В январе меня выпустили, а в Москве меня направили в 72-й Гвардейский истребительный полк. Но ярмо «был в плену» прошло со мной через всю жизнь и сильно ее испортило. Помню в 48-м или 49-м году я работал в Военном авиационном училище летчиков во Фрунзе, прибыл проверяющий от НКВД со штаба дивизии. Вызывали всех и в том числе меня. Расспросил, а потом задал вопрос: «Почему ты не застрелился?» Я весь вскипел, но сдержался, чтобы его не пристрелить. Говорю: «Во-первых, был ранен, руки не работали, не мог достать пистолет. Потом пистолет сорвали, когда приземлился. И ордена рвали». Вот такой подлец. Ну, а в войну я выполнил 149 боевых вылетов, провел 39 воздушных боев, в которых лично сбил 9 самолетов и еще пять в группе.

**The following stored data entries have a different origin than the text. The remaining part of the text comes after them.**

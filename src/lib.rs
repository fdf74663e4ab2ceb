//! # Linkwise
//!
//! An interactive constrained-clustering engine: pairwise must-link and
//! cannot-link constraints with closure semantics, plus the
//! sample-annotate-recluster loop that grows a constraint set against a
//! ground-truth oracle until it is complete or a budget runs out.
//!
//! Runs are fully persisted per iteration and can be resumed; annotation
//! errors can be injected at a controlled rate to study how mistakes
//! propagate through the constraint closure.

pub mod annotator;
pub mod clustering;
pub mod config;
pub mod constraints;
pub mod dsu;
pub mod model;
pub mod persistence;
pub mod sampling;
pub mod session;
pub mod test_support;

// Re-export main types for convenience
pub use annotator::{ConflictPolicy, ErrorModel, ErrorPlacement, SimulatedAnnotator};
pub use clustering::{
    ClosureClustering, ClusteringError, ConstrainedClusterer, PairAgreementProbe, QualityProbe,
};
pub use config::{ConfigError, ConfigOverrides, RunConfig};
pub use constraints::{
    ConstraintError, ConstraintManager, ConstraintUpdate, ManagerKind, PairRelation,
};
pub use model::{
    Annotation, AnnotationRecord, ClusterId, ClusteringResult, ConstraintKind, FeatureVectors,
    GroundTruth, IterationId, IterationTimings, Universe,
};
pub use persistence::{PersistedState, RunStore, StoreError};
pub use sampling::{ConstraintSampler, RandomSampler};
pub use session::{
    AnnotationSession, LoopState, ResumeError, RunSummary, StepOutcome, TerminationReason,
};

Бурцев Александр Сергеевич (Интервью А. Драбкина)
командир танка 170-й танковой бригады
30 марта 1945 года. Захватили деревушку, а в ней колонну техники: пленных, машины, бронетранспортеры, орудия, только танков не было. Остановились. Загрузили боеприпасами, заправились горючим. Противник отошел километра на три. Все готово к продолжению наступления. Комбат говорит: «Пойдешь в головную заставу». Я вперед посылаю танк и следом за ним иду. Пока из деревни не вышли, я сел на шаровую установку пулемета, справа от механика-водителя, а наводчик и радист устроились на башне, свесив ноги в люки, сзади на трансмиссии расположилось человек десять десантников. Первый танк поехал, наш следом за ним, а дорога раскисла, и первый танк оставляет глубокую колею. Механик-водитель, чтобы не увязнуть, берет на полтрака левее. Проехали несколько метров, и вдруг взрыв! Танк подорвался на фугасе. Башня вместе с наводчиком и радистом улетела на двадцать метров (я потом ходил, смотрел). Оба живы остались, но ноги им покалечило. Меня взрывной волной закидывает на крышу дома, с которой я скатился во двор. Упал удачно – ничего не сломал. Я ворота распахиваю, выскакиваю на улицу. Танк горит, снаряды и патроны рвутся. Смотрю, впереди, метрах в четырех от танка, лежит парторг батальона. Его облило горючим, и он весь в огне. Я на него бросился, затушил, оттащил за ворота. В экипаже погибли механик-водитель и заряжающий, которые были в танке. А десант почти весь погиб. Один я легко отделался – только барабанные перепонки лопнули.